---------- Provided records ----------

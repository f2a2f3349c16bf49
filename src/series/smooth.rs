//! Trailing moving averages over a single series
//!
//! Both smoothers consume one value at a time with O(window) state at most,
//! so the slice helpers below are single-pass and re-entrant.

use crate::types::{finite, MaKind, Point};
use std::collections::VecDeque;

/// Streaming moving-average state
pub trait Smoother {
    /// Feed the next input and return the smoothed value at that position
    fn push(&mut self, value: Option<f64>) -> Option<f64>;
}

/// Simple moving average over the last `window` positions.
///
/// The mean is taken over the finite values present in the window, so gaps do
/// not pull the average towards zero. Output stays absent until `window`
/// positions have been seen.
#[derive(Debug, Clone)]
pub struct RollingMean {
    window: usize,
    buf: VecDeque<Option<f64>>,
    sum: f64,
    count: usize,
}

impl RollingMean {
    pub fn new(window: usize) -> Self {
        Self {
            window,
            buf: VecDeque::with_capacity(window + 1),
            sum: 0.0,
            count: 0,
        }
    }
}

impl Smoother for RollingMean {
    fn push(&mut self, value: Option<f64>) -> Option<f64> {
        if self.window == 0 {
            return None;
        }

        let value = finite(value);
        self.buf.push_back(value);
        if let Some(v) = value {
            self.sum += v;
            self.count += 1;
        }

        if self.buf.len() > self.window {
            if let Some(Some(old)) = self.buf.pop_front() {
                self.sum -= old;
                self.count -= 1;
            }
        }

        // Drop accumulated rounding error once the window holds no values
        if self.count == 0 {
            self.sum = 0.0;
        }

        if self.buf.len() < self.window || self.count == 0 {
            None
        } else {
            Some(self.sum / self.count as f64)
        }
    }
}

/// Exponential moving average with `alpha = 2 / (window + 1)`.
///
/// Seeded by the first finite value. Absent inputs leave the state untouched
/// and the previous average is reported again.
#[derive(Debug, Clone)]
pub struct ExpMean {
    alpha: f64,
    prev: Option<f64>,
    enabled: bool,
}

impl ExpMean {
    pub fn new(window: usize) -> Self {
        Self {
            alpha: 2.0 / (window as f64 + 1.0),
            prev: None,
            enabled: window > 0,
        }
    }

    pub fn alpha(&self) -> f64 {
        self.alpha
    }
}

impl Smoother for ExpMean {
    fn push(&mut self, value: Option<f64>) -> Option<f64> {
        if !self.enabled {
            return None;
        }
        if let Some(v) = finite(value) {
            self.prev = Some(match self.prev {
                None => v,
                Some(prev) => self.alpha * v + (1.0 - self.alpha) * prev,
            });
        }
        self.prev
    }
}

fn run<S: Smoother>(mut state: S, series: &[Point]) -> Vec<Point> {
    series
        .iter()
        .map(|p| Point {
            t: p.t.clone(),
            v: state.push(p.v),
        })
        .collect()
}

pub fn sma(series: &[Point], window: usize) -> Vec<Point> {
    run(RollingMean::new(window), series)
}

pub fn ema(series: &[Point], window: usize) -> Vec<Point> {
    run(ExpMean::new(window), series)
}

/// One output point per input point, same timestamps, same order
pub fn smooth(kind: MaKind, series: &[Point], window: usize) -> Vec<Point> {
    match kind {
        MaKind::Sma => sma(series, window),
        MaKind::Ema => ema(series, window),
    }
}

----------
---------- Provided records ----------

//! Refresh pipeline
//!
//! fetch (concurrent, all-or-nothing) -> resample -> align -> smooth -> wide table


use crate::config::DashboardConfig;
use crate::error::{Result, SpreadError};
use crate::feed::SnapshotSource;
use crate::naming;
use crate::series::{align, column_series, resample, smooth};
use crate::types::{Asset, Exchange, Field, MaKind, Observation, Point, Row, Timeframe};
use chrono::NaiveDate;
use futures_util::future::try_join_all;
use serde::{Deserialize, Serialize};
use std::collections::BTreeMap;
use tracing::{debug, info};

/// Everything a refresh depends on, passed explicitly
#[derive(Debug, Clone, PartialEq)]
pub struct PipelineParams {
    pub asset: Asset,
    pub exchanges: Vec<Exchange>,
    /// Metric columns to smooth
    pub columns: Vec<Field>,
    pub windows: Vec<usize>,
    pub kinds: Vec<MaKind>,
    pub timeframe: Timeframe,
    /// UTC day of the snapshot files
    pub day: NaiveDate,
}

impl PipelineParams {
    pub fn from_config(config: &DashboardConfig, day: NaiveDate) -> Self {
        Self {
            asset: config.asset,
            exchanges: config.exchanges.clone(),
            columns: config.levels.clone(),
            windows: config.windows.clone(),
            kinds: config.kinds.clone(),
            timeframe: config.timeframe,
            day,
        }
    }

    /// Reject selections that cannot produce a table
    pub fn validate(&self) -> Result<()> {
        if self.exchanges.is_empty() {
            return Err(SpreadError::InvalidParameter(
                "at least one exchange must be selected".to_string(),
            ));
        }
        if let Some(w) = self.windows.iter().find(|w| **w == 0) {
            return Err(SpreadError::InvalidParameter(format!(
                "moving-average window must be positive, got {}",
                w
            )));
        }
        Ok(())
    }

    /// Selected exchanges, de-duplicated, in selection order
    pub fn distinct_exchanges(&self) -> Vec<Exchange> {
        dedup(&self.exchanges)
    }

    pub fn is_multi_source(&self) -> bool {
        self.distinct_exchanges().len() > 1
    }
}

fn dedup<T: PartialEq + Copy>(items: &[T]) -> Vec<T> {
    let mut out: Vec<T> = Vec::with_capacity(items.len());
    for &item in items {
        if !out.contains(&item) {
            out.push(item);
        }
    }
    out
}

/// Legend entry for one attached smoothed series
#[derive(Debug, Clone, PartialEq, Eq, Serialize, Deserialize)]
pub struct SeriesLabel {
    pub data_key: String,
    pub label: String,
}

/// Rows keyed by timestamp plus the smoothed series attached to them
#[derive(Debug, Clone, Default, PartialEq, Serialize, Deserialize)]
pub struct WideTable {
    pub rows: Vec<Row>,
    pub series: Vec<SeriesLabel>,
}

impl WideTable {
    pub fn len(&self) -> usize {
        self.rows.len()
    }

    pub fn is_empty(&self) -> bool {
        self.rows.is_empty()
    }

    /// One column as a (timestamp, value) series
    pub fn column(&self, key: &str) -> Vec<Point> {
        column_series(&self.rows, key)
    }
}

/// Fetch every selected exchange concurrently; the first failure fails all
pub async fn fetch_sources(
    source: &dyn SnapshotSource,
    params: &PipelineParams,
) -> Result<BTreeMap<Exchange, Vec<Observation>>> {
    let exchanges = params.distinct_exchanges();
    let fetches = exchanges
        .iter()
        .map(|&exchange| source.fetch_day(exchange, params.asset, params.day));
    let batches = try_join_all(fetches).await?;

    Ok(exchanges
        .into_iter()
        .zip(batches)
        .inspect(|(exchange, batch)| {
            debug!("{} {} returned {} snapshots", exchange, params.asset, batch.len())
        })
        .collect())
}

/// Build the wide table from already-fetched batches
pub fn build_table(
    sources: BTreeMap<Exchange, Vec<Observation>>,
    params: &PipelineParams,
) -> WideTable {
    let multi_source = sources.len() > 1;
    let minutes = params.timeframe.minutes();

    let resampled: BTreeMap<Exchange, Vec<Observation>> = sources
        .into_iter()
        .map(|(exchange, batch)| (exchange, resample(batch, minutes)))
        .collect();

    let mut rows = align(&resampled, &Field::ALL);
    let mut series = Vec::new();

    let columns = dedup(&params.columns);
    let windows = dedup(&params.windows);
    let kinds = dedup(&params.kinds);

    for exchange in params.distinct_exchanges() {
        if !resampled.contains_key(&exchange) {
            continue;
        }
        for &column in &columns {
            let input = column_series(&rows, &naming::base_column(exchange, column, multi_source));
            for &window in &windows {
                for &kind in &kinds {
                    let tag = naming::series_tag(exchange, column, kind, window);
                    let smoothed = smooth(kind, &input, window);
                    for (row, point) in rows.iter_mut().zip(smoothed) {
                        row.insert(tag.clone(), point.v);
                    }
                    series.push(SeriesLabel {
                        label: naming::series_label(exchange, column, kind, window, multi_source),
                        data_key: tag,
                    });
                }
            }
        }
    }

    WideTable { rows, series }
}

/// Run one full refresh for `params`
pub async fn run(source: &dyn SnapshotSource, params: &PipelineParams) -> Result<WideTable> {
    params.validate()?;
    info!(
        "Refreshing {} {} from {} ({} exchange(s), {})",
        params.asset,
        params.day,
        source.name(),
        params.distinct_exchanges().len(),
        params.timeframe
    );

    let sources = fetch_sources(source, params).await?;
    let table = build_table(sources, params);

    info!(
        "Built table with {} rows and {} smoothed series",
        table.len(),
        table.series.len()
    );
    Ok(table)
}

----------
---------- Provided records ----------

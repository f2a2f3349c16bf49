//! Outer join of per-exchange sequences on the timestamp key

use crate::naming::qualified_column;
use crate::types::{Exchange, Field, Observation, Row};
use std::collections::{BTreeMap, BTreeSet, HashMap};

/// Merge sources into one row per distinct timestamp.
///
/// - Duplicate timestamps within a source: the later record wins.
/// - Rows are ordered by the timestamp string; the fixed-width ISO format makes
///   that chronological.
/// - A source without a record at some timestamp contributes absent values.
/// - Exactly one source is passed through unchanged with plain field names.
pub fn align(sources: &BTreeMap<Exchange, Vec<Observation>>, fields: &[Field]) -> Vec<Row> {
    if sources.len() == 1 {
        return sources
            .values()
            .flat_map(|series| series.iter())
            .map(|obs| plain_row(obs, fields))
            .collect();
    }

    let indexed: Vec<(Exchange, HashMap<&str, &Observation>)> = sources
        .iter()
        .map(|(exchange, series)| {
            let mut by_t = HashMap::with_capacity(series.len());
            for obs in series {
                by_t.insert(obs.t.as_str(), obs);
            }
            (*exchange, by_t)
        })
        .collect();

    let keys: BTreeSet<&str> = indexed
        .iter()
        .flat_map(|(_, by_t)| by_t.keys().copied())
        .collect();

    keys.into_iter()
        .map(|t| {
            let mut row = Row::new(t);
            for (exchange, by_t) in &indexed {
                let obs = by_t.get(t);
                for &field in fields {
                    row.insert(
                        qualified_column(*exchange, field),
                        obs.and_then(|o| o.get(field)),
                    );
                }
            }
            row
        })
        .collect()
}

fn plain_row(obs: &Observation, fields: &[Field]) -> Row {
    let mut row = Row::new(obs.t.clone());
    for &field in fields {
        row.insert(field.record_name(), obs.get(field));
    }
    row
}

----------

**Goal of the exercise**.
Scan the preceding listing for the string "finite" and copy every line where it occurs.

**Answer space**.
use crate::types::{finite, MaKind, Point};
/// The mean is taken over the finite values present in the window, so gaps do
        let value = finite(value);
/// Seeded by the first finite value. Absent inputs leave the state untouched
        if let Some(v) = finite(value) {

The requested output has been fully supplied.